Gas bubble removal in alkaline water electrolysis with utilization of pressure swings

Abstract

The energy consumption in hydrogen production through water electrolysis remains a major bottleneck for practical application. Gas bubbles that inevitably form during water electrolysis significantly increase the overall cell resistance; thereby reducing the energy efficiency. This added bubble resistance may be mitigated by enhancing the bubble removal in the system. In this work, we study the accelerated growth and detachment process of gas bubbles on electrodes, i.e. the screening layer, via pressure swings.

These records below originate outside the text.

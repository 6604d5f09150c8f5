//! Daemon configuration

use anyhow::{Context, Result};
use resolver_lib::{CacheConfig, CopyPolicy, ResolverConfig};
use serde::Deserialize;
use std::path::PathBuf;
use std::time::Duration;

/// Environment variable naming the configuration file
pub const CONFIG_PATH_ENV: &str = "RESOLVER_CONFIG";
const DEFAULT_CONFIG_PATH: &str = "image-resolverd.toml";

/// Daemon configuration
#[derive(Debug, Clone, Deserialize)]
pub struct ResolverdConfig {
    /// Instance name attached to log records
    #[serde(default = "default_instance")]
    pub instance: String,

    /// Region used when a request names none
    #[serde(default = "default_region")]
    pub region: String,

    /// API server port
    #[serde(default = "default_api_port")]
    pub api_port: u16,

    /// Directory of workload templates
    #[serde(default = "default_template_dir")]
    pub template_dir: PathBuf,

    /// JSON image inventory backing the in-memory provider
    #[serde(default)]
    pub inventory_path: Option<PathBuf>,

    #[serde(default = "default_cache_ttl")]
    pub cache_ttl_secs: u64,

    #[serde(default = "default_cache_max_size")]
    pub cache_max_size: usize,

    /// Interval of the expired-entry sweep
    #[serde(default = "default_cache_sweep_interval")]
    pub cache_sweep_interval_secs: u64,

    #[serde(default = "default_provider_timeout")]
    pub provider_timeout_secs: u64,

    /// Deadline for templates without a fallback timeout
    #[serde(default = "default_resolution_deadline")]
    pub resolution_deadline_secs: u64,

    #[serde(default = "default_copy_poll_interval")]
    pub copy_poll_interval_secs: u64,

    #[serde(default = "default_copy_max_attempts")]
    pub copy_max_attempts: u32,

    /// Discover well-known images at startup and cache them
    #[serde(default)]
    pub warm_cache: bool,
}

fn default_instance() -> String {
    std::env::var("HOSTNAME").unwrap_or_else(|_| "image-resolverd".to_string())
}

fn default_region() -> String {
    "us-east-1".to_string()
}

fn default_api_port() -> u16 {
    8080
}

fn default_template_dir() -> PathBuf {
    PathBuf::from("templates")
}

fn default_cache_ttl() -> u64 {
    30 * 60
}

fn default_cache_max_size() -> usize {
    1000
}

fn default_cache_sweep_interval() -> u64 {
    5 * 60
}

fn default_provider_timeout() -> u64 {
    30
}

fn default_resolution_deadline() -> u64 {
    10 * 60
}

fn default_copy_poll_interval() -> u64 {
    15
}

fn default_copy_max_attempts() -> u32 {
    40
}

impl Default for ResolverdConfig {
    fn default() -> Self {
        Self {
            instance: default_instance(),
            region: default_region(),
            api_port: default_api_port(),
            template_dir: default_template_dir(),
            inventory_path: None,
            cache_ttl_secs: default_cache_ttl(),
            cache_max_size: default_cache_max_size(),
            cache_sweep_interval_secs: default_cache_sweep_interval(),
            provider_timeout_secs: default_provider_timeout(),
            resolution_deadline_secs: default_resolution_deadline(),
            copy_poll_interval_secs: default_copy_poll_interval(),
            copy_max_attempts: default_copy_max_attempts(),
            warm_cache: false,
        }
    }
}

impl ResolverdConfig {
    /// Load configuration from the config file and the environment
    pub fn load() -> Result<Self> {
        let path = std::env::var(CONFIG_PATH_ENV).unwrap_or_else(|_| DEFAULT_CONFIG_PATH.to_string());
        Self::load_from(&path)
    }

    /// Load from `path` (optional) with `RESOLVER_*` overrides
    pub fn load_from(path: &str) -> Result<Self> {
        let config = config::Config::builder()
            .add_source(config::File::with_name(path).required(false))
            .add_source(config::Environment::with_prefix("RESOLVER"))
            .build()
            .with_context(|| format!("Failed to read configuration from {}", path))?;

        config
            .try_deserialize()
            .context("Invalid resolver configuration")
    }

    pub fn cache_config(&self) -> CacheConfig {
        CacheConfig {
            default_ttl: Duration::from_secs(self.cache_ttl_secs),
            max_size: self.cache_max_size,
            cleanup_interval: Some(self.sweep_interval()),
        }
    }

    pub fn resolver_config(&self) -> ResolverConfig {
        ResolverConfig {
            provider_timeout: Duration::from_secs(self.provider_timeout_secs),
            default_deadline: Duration::from_secs(self.resolution_deadline_secs),
            copy_policy: CopyPolicy {
                poll_interval: Duration::from_secs(self.copy_poll_interval_secs),
                max_attempts: self.copy_max_attempts,
            },
            instance: self.instance.clone(),
            ..ResolverConfig::default()
        }
    }

    pub fn sweep_interval(&self) -> Duration {
        Duration::from_secs(self.cache_sweep_interval_secs.max(1))
    }
}
impl Default for ResolverConfig {
    fn default() -> Self {
        Self {
            provider_timeout: Duration::from_secs(30),
            default_deadline: Duration::from_secs(10 * 60),
            copy_policy: CopyPolicy::default(),
            availability_regions: DEFAULT_AVAILABILITY_REGIONS
                .iter()
                .map(|r| r.to_string())
                .collect(),
            instance: "image-resolver".to_string(),
        }
    }
}

/// Resolves workload templates to machine images.
///
/// Cheap to share: every collaborator sits behind an `Arc` or is a
/// lightweight handle, so one instance serves concurrent requests.
pub struct ImageResolver {
    provider: Arc<dyn CloudImageProvider>,
    catalog: Arc<dyn TemplateCatalog>,
    cache: Arc<ImageCache>,
    regions: Arc<RegionFallbackMap>,
    cost: CostEstimator,
    validator: TemplateValidator,
    config: ResolverConfig,
    metrics: ResolverMetrics,
    logger: StructuredLogger,
}

impl ImageResolver {
    pub fn new(
        provider: Arc<dyn CloudImageProvider>,
        catalog: Arc<dyn TemplateCatalog>,
        cache: Arc<ImageCache>,
        regions: Arc<RegionFallbackMap>,
        cost: CostEstimator,
        config: ResolverConfig,
    ) -> Self {
        let validator = TemplateValidator::new(&regions);
        let logger = StructuredLogger::new(config.instance.clone());

        Self {
            provider,
            catalog,
            cache,
            regions,
            cost,
            validator,
            config,
            metrics: ResolverMetrics::new(),
            logger,
        }
    }

    pub fn config(&self) -> &ResolverConfig {
        &self.config
    }

    pub fn cache(&self) -> &Arc<ImageCache> {
        &self.cache
    }

    pub fn catalog(&self) -> &Arc<dyn TemplateCatalog> {
        &self.catalog
    }

    pub fn regions(&self) -> &RegionFallbackMap {
        &self.regions
    }

    pub fn cost_estimator(&self) -> &CostEstimator {
        &self.cost
    }

    /// Resolve `template` in `region`, copying across regions if needed
    pub async fn resolve(
        &self,
        template: &WorkloadTemplate,
        region: &str,
    ) -> Result<ResolutionResult, ResolverError> {
        let deadline = self.deadline_for(template);
        self.run(template, region, deadline, Mode::Resolve).await
    }

    /// Resolve with an explicit deadline for the whole pipeline
    pub async fn resolve_with_deadline(
        &self,
        template: &WorkloadTemplate,
        region: &str,
        deadline: Instant,
    ) -> Result<ResolutionResult, ResolverError> {
        self.run(template, region, deadline, Mode::Resolve).await
    }

    /// Run the pipeline without mutating provider state
    pub async fn preview(
        &self,
        template: &WorkloadTemplate,
        region: &str,
    ) -> Result<ResolutionResult, ResolverError> {
        let deadline = self.deadline_for(template);
        self.run(template, region, deadline, Mode::Preview).await
    }

    pub async fn resolve_by_name(
        &self,
        name: &str,
        region: &str,
    ) -> Result<ResolutionResult, ResolverError> {
        let template = self.catalog.get(name)?;
        self.resolve(&template, region).await
    }

    pub async fn preview_by_name(
        &self,
        name: &str,
        region: &str,
    ) -> Result<ResolutionResult, ResolverError> {
        let template = self.catalog.get(name)?;
        self.preview(&template, region).await
    }

    /// Compare image and script provisioning for a catalog template.
    ///
    /// Strategy violations yield a script-only analysis; unknown or invalid
    /// templates are still errors.
    pub async fn analyze(&self, name: &str, region: &str) -> Result<CostAnalysis, ResolverError> {
        let template = self.catalog.get(name)?;
        let script_setup = template.script_setup_estimate();

        match self.resolve(&template, region).await {
            Ok(result) => match &result.image {
                Some(image) => Ok(self.cost.analyze(name, region, image, script_setup)),
                None => Ok(CostAnalysis::script_only(name, region, script_setup)),
            },
            Err(ResolverError::ImageRequired { .. }) | Err(ResolverError::NoProvisioningPath { .. }) => {
                Ok(CostAnalysis::script_only(name, region, script_setup))
            }
            Err(e) => Err(e),
        }
    }

    /// Resolve a catalog template in each region and aggregate the outcome.
    ///
    /// An empty region list tests the configured default regions.
    pub async fn test_availability(
        &self,
        name: &str,
        regions: &[String],
    ) -> Result<AvailabilityReport, ResolverError> {
        let template = self.catalog.get(name)?;
        let regions = if regions.is_empty() {
            self.config.availability_regions.as_slice()
        } else {
            regions
        };

        let mut outcomes = Vec::with_capacity(regions.len());
        for region in regions {
            let started = std::time::Instant::now();
            let outcome = self.resolve(&template, region).await;
            let duration_ms = started.elapsed().as_millis() as u64;

            outcomes.push(match outcome {
                Ok(result) => {
                    let status = if result.image.is_some() {
                        AvailabilityStatus::Passed
                    } else {
                        AvailabilityStatus::Failed
                    };
                    RegionAvailability {
                        region: region.clone(),
                        status,
                        resolution_method: Some(result.resolution_method),
                        error: result.warning,
                        image: result.image,
                        duration_ms,
                    }
                }
                Err(e) => RegionAvailability {
                    region: region.clone(),
                    status: AvailabilityStatus::Failed,
                    resolution_method: None,
                    image: None,
                    error: Some(e.to_string()),
                    duration_ms,
                },
            });
        }

        Ok(AvailabilityReport::from_regions(name, outcomes))
    }

    /// Describe `image_ids` in `region` and cache the usable ones.
    ///
    /// Each describe is bounded by the provider timeout. Returns how many
    /// images were cached.
    pub async fn warm_cache<I>(&self, image_ids: I, region: &str) -> usize
    where
        I: IntoIterator,
        I::Item: AsRef<str>,
    {
        let mut warmed = 0;
        for image_id in image_ids {
            let image_id = image_id.as_ref();
            let described = tokio::time::timeout(
                self.config.provider_timeout,
                self.provider.describe_image(image_id, region),
            )
            .await;

            match described {
                Ok(Ok(mut image)) if image.state.is_usable() => {
                    image.region = region.to_string();
                    self.cache.put(image_id, region, &image);
                    warmed += 1;
                }
                Ok(Ok(image)) => {
                    debug!(image_id = %image_id, state = ?image.state, "Skipping unusable image");
                }
                Ok(Err(e)) => {
                    warn!(image_id = %image_id, error = %e, "Image could not be described");
                }
                Err(_) => {
                    self.metrics.inc_provider_timeout();
                    warn!(image_id = %image_id, "Describing image timed out");
                }
            }
        }
        self.metrics.set_cache_stats(&self.cache.stats());
        warmed
    }

    pub fn invalidate_region(&self, region: &str) -> usize {
        self.cache.invalidate_region(region)
    }

    pub fn clear_cache(&self) {
        self.cache.clear();
        self.metrics.set_cache_stats(&self.cache.stats());
    }

    pub fn cleanup_expired(&self) -> usize {
        let removed = self.cache.cleanup_expired();
        self.metrics.set_cache_stats(&self.cache.stats());
        removed
    }

    pub fn cache_stats(&self) -> CacheStats {
        self.cache.stats()
    }

    fn deadline_for(&self, template: &WorkloadTemplate) -> Instant {
        let budget = template
            .image_config()
            .and_then(|config| config.fallback_timeout())
            .unwrap_or(self.config.default_deadline);
        let now = Instant::now();
        now.checked_add(budget)
            .or_else(|| now.checked_add(self.config.default_deadline))
            .unwrap_or_else(|| now + MAX_DEADLINE)
    }

    async fn run(
        &self,
        template: &WorkloadTemplate,
        region: &str,
        deadline: Instant,
        mode: Mode,
    ) -> Result<ResolutionResult, ResolverError> {
        let started = std::time::Instant::now();
        let mut result = ResolutionResult::new(region);

        let Some(config) = template.image_config() else {
            let result = self.script_fallback(result, template, Some(NO_IMAGE_CONFIG_WARNING));
            self.metrics.inc_resolution(result.resolution_method.as_str());
            return Ok(result);
        };

        let errors = self.validator.validate(template);
        if !errors.is_empty() {
            return Err(ResolverError::InvalidTemplate {
                template: template.name.clone(),
                errors,
            });
        }

        let attempt = Attempt {
            template,
            config,
            deadline,
            mode,
        };

        let outcome = match config.strategy() {
            ResolutionStrategy::AmiRequired => {
                match self.search(&attempt, region, &mut result.fallback_chain).await {
                    Some(found) => Ok(self.with_image(result, found, region)),
                    None => Err(ResolverError::ImageRequired {
                        region: region.to_string(),
                        chain: result.fallback_chain,
                    }),
                }
            }
            ResolutionStrategy::AmiFallback => {
                if template.has_script_package_manager() {
                    Ok(self.script_fallback(result, template, None))
                } else {
                    match self.search(&attempt, region, &mut result.fallback_chain).await {
                        Some(found) => {
                            let mut result = self.with_image(result, found, region);
                            result.warning = Some(match result.warning.take() {
                                Some(copy) => format!("{}; {}", SCRIPT_UNAVAILABLE_WARNING, copy),
                                None => SCRIPT_UNAVAILABLE_WARNING.to_string(),
                            });
                            Ok(result)
                        }
                        None => Err(ResolverError::NoProvisioningPath {
                            region: region.to_string(),
                            chain: result.fallback_chain,
                        }),
                    }
                }
            }
            ResolutionStrategy::AmiPreferred => {
                match self.search(&attempt, region, &mut result.fallback_chain).await {
                    Some(found) => Ok(self.with_image(result, found, region)),
                    None => Ok(self.script_fallback(result, template, Some(IMAGE_UNAVAILABLE_WARNING))),
                }
            }
        };

        self.metrics
            .observe_resolution_latency(started.elapsed().as_secs_f64());
        self.metrics.set_cache_stats(&self.cache.stats());

        match &outcome {
            Ok(result) => {
                self.metrics.inc_resolution(result.resolution_method.as_str());
                if let Some(image_id) = result.image_id() {
                    self.logger.log_image_resolved(
                        &template.name,
                        region,
                        result.resolution_method.as_str(),
                        image_id,
                        &result.fallback_chain,
                        started.elapsed().as_millis() as u64,
                    );
                }
            }
            Err(e) => {
                if let Some(chain) = e.fallback_chain() {
                    self.metrics.inc_strategy_violation();
                    self.logger
                        .log_strategy_violation(&template.name, region, chain);
                }
            }
        }

        outcome
    }

    fn with_image(&self, mut result: ResolutionResult, found: Found, region: &str) -> ResolutionResult {
        result.launch_time = found.image.launch_time();
        result.estimated_cost = self.cost.estimate_image_cost(&found.image, region);
        result.resolution_method = found.method;
        result.source_region = found.source_region;
        result.warning = found.warning;
        result.image = Some(found.image);
        result
    }

    fn script_fallback(
        &self,
        mut result: ResolutionResult,
        template: &WorkloadTemplate,
        warning: Option<&str>,
    ) -> ResolutionResult {
        result.resolution_method = ResolutionMethod::FallbackScript;
        result.launch_time = template.script_setup_estimate();
        result.warning = warning.map(str::to_string);
        self.logger.log_script_fallback(
            &template.name,
            &result.target_region,
            warning.unwrap_or("script package manager declared"),
        );
        result
    }
}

The influence of these pressure swings on the cell voltage was experimentally investigated, by imposing temporarily low system pressure. We demonstrate that pressure swings are a means to compensate the cell voltage accumulation caused by the screening layer build up (i.e. a relaxation process). A reduction of approximately 0.1 V is realized this way, with the largest energy saving when a pressure swing is applied every 100–300 s (equivalent to a cumulative H2 production of 0.03–0.09 mmol/cm2). The reduction of cell voltage due to pressure swings increases nearly linearly with increasing current density. Furthermore, investigation of the voltage-time curves indicates a synergistic effect between bubbles for its release. It is concluded that the pressure swings are a means to effectively remove gas bubbles from the screening layer.